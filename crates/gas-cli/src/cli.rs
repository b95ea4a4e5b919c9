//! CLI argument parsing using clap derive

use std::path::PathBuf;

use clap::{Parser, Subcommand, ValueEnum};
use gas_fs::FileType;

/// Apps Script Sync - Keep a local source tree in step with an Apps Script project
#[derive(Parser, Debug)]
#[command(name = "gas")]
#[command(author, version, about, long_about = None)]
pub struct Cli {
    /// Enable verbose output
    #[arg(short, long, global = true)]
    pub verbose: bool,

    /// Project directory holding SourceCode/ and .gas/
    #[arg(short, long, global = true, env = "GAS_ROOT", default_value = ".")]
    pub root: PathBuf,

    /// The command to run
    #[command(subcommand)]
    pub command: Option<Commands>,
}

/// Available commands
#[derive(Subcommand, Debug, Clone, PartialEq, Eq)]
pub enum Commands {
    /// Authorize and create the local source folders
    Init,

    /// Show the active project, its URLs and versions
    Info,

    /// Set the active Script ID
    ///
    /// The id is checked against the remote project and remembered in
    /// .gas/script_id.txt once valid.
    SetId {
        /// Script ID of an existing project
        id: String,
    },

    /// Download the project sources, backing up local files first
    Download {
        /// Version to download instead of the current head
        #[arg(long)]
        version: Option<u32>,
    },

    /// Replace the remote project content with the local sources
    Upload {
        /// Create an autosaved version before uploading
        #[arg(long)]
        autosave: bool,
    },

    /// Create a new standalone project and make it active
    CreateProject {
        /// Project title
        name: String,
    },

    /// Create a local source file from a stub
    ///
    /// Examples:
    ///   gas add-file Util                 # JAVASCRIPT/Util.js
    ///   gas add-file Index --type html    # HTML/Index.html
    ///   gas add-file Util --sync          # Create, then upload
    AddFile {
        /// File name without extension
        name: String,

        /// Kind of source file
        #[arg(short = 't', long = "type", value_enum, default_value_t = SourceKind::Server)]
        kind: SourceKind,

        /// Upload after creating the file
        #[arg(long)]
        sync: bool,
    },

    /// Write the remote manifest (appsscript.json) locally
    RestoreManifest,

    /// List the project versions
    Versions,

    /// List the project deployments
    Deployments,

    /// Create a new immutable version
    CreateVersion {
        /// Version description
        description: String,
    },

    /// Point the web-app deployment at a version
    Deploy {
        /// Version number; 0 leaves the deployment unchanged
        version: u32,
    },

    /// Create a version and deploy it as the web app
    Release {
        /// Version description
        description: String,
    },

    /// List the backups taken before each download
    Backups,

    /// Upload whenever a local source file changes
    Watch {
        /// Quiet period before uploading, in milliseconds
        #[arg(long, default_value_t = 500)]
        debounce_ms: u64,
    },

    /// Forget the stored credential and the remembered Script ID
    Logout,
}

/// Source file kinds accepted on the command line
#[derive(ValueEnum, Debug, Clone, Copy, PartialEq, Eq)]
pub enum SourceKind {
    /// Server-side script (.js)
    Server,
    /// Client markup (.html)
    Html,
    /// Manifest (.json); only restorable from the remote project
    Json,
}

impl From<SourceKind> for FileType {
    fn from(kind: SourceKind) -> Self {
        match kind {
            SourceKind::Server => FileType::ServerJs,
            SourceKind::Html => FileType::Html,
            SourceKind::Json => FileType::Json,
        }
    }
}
──────────────────────────────
▶ [Exercise]:
Nothing may be omitted; retype every record exactly.

▶ [Solution below]:
filename crates/gas-cli/src/cli.rs
repository b95ea4a4e5b919c9
//! CLI argument parsing using clap derive

use std::path::PathBuf;

use clap::{Parser, Subcommand, ValueEnum};
use gas_fs::FileType;

/// Apps Script Sync - Keep a local source tree in step with an Apps Script project
#[derive(Parser, Debug)]
#[command(name = "gas")]
#[command(author, version, about, long_about = None)]
pub struct Cli {
    /// Enable verbose output
    #[arg(short, long, global = true)]
    pub verbose: bool,

    /// Project directory holding SourceCode/ and .gas/
    #[arg(short, long, global = true, env = "GAS_ROOT", default_value = ".")]
    pub root: PathBuf,

    /// The command to run
    #[command(subcommand)]
    pub command: Option<Commands>,
}

/// Available commands
#[derive(Subcommand, Debug, Clone, PartialEq, Eq)]
pub enum Commands {
    /// Authorize and create the local source folders
    Init,

    /// Show the active project, its URLs and versions
    Info,

    /// Set the active Script ID
    ///
    /// The id is checked against the remote project and remembered in
    /// .gas/script_id.txt once valid.
    SetId {
        /// Script ID of an existing project
        id: String,
    },

    /// Download the project sources, backing up local files first
    Download {
        /// Version to download instead of the current head
        #[arg(long)]
        version: Option<u32>,
    },

    /// Replace the remote project content with the local sources
    Upload {
        /// Create an autosaved version before uploading
        #[arg(long)]
        autosave: bool,
    },

    /// Create a new standalone project and make it active
    CreateProject {
        /// Project title
        name: String,
    },

    /// Create a local source file from a stub
    ///
    /// Examples:
    ///   gas add-file Util                 # JAVASCRIPT/Util.js
    ///   gas add-file Index --type html    # HTML/Index.html
    ///   gas add-file Util --sync          # Create, then upload
    AddFile {
        /// File name without extension
        name: String,

        /// Kind of source file
        #[arg(short = 't', long = "type", value_enum, default_value_t = SourceKind::Server)]
        kind: SourceKind,

        /// Upload after creating the file
        #[arg(long)]
        sync: bool,
    },

    /// Write the remote manifest (appsscript.json) locally
    RestoreManifest,

    /// List the project versions
    Versions,

    /// List the project deployments
    Deployments,

    /// Create a new immutable version
    CreateVersion {
        /// Version description
        description: String,
    },

    /// Point the web-app deployment at a version
    Deploy {
        /// Version number; 0 leaves the deployment unchanged
        version: u32,
    },

    /// Create a version and deploy it as the web app
    Release {
        /// Version description
        description: String,
    },

    /// List the backups taken before each download
    Backups,

    /// Upload whenever a local source file changes
    Watch {
        /// Quiet period before uploading, in milliseconds
        #[arg(long, default_value_t = 500)]
        debounce_ms: u64,
    },

    /// Forget the stored credential and the remembered Script ID
    Logout,
}

/// Source file kinds accepted on the command line
#[derive(ValueEnum, Debug, Clone, Copy, PartialEq, Eq)]
pub enum SourceKind {
    /// Server-side script (.js)
    Server,
    /// Client markup (.html)
    Html,
    /// Manifest (.json); only restorable from the remote project
    Json,
}

impl From<SourceKind> for FileType {
    fn from(kind: SourceKind) -> Self {
        match kind {
            SourceKind::Server => FileType::ServerJs,
            SourceKind::Html => FileType::Html,
            SourceKind::Json => FileType::Json,
        }
    }
}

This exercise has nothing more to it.